What most excited you about the Senior Director of Finance position?
Over the last 10 years I have had the opportunity to work with leadership and staff at CSTE on the funding for several cooperative agreements related to workforce development, including the Applied Epi Fellowship, Applied Public Health Informatics Fellowship, Health Systems Integration Program, and the Informatics Training in Place Program. When I was approached about the Senior Director of Finance position, I was excited about the possibility of working with CSTE’s Executive Director Jeff Engel and many of the staff with whom I had developed strong professional relationships and for an organization whose mission and work I understood and respected. In addition, I was at a point in my life and career where I was ready for a new challenge and considering what kind of work to do next. This opportunity came along at just the right time.

What do you see as the key challenges and opportunities for CSTE?
Not only is my position new, but there is a new organizational structure at CSTE, which includes three other new Senior Director positions that also report to the Executive Director. Although we have all worked together in different roles in the past, moving forward the new organizational structure provides both a challenge and an opportunity for the five of us to develop a robust, cohesive primary leadership team for CSTE overall, while providing strong leadership for our own functional teams.

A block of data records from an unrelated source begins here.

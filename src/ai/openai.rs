// SPDX-License-Identifier: MIT
// SPDX-FileCopyrightText: 2025 Jonathan D. A. Jewell <hyperpolymath>

//! OpenAI chat completions client

use async_trait::async_trait;
use reqwest::Client;
use serde::{Deserialize, Serialize};
use std::time::Duration;
use tracing::{debug, info};

use super::LanguageModel;
use crate::{OrganizerError, Result};

pub struct OpenAiClient {
    client: Client,
    base_url: String,
    api_key: String,
    model: String,
    temperature: f32,
    max_tokens: u32,
}

#[derive(Serialize)]
pub(super) struct ChatRequest<'a> {
    model: &'a str,
    messages: Vec<ChatMessage<'a>>,
    temperature: f32,
    max_tokens: u32,
}

#[derive(Serialize)]
struct ChatMessage<'a> {
    role: &'a str,
    content: &'a str,
}

#[derive(Deserialize)]
struct ChatResponse {
    choices: Vec<Choice>,
}

#[derive(Deserialize)]
struct Choice {
    message: ReplyMessage,
}

#[derive(Deserialize)]
struct ReplyMessage {
    #[serde(default)]
    content: Option<String>,
}

impl OpenAiClient {
    pub fn new(base_url: &str, api_key: String, model: &str, timeout: Duration) -> Result<Self> {
        let client = Client::builder().timeout(timeout).build()?;
        Ok(Self {
            client,
            base_url: base_url.trim_end_matches('/').to_string(),
            api_key,
            model: model.to_string(),
            temperature: 0.1,
            max_tokens: 4000,
        })
    }

    /// Override the default sampling settings
    pub fn with_sampling(mut self, temperature: f32, max_tokens: u32) -> Self {
        self.temperature = temperature;
        self.max_tokens = max_tokens;
        self
    }

    pub(super) fn request<'a>(&'a self, system: &'a str, user: &'a str) -> ChatRequest<'a> {
        ChatRequest {
            model: &self.model,
            messages: vec![
                ChatMessage { role: "system", content: system },
                ChatMessage { role: "user", content: user },
            ],
            temperature: self.temperature,
            max_tokens: self.max_tokens,
        }
    }
}

#[async_trait]
impl LanguageModel for OpenAiClient {
    fn name(&self) -> &str {
        "openai"
    }

    async fn complete(&self, system: &str, user: &str) -> Result<String> {
        let url = format!("{}/chat/completions", self.base_url);
        debug!("Sending request to OpenAI: model={}", self.model);

        let response = self.client
            .post(&url)
            .bearer_auth(&self.api_key)
            .json(&self.request(system, user))
            .send()
            .await?;

        if !response.status().is_success() {
            return Err(OrganizerError::AiUnavailable(format!(
                "OpenAI returned status {}",
                response.status()
            )));
        }

        let body: ChatResponse = response.json().await?;
        let content = body
            .choices
            .into_iter()
            .next()
            .and_then(|c| c.message.content)
            .unwrap_or_default();

        info!("OpenAI response (truncated): {}", content.chars().take(300).collect::<String>());
        Ok(content)
    }
}

#[cfg(test)]
mod tests {
    use super::*;

    #[test]
    fn test_request_has_both_roles() {
        let client = OpenAiClient::new("https://api.openai.com/v1/", "k".into(), "gpt-4o-mini", Duration::from_secs(5))
            .unwrap()
            .with_sampling(0.0, 20);
        let json = serde_json::to_value(client.request("sys", "usr")).unwrap();
        assert_eq!(json["messages"][0]["role"], "system");
        assert_eq!(json["messages"][1]["content"], "usr");
        assert_eq!(json["max_tokens"], 20);
        assert_eq!(client.base_url, "https://api.openai.com/v1");
    }

    #[test]
    fn test_reply_with_null_content() {
        let body: ChatResponse =
            serde_json::from_str(r#"{"choices": [{"message": {"content": null}}]}"#).unwrap();
        assert!(body.choices[0].message.content.is_none());
    }
}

As CSTE has grown under Jeff’s leadership, we have outgrown many of the financial management systems we use to monitor, track, and analyze how we use our resources. We need to replace them with systems that will meet our current and future needs, and allow us to respond to internal and external requests for information and reports in real-time.

Likewise, as the number of projects has grown, we need to ensure that we have the appropriate staff on board to lead the writing of proposals and statements of work, develop budgets, and track all grants and contracts.

What are your top three priorities in your first year?
First, I want to work with key staff to conduct a thorough business requirements assessment to identify CSTE’s financial management needs and ensure that new, interoperable systems are in place that fulfill those needs. Second, I hope to hire one to two new staff to coordinate all grants and contracts for CSTE. Finally, I want to get up to speed on all aspects of CSTE’s financial activities and needs, and provide leadership that ensures that the finance team supports the organization’s mission, vision, and strategic plan.

Where do you hope to see CSTE in five years?
It may be a bit early for me to talk about where I see CSTE in five years, since I am so new to the organization. That said, I expect that we will have the systems, people, and resources in place to ensure that the day-to-day fiscal operations of CSTE run smoothly and that we are able to support the continued growth of the organization.

Just for fun, what can you share with us about your personal life?
I am a firm believer in work-life balance and the importance of having interests outside of the workplace. As you may have noticed by my education and work background, I have had a circuitous route to public health, that has included a life-long interest in music. I studied piano and harpsichord in college, and growing up in the 1960’s and 1970’s learned to play the guitar, as well. For the past two years, I have been playing keyboards in a garage band called Cover to Cover, which has performed at several venues in the Atlanta area. Likewise, exercise has been a great outlet for me. I go to the gym every morning before work and try to get outdoors on the weekends for runs and walks with my daughter.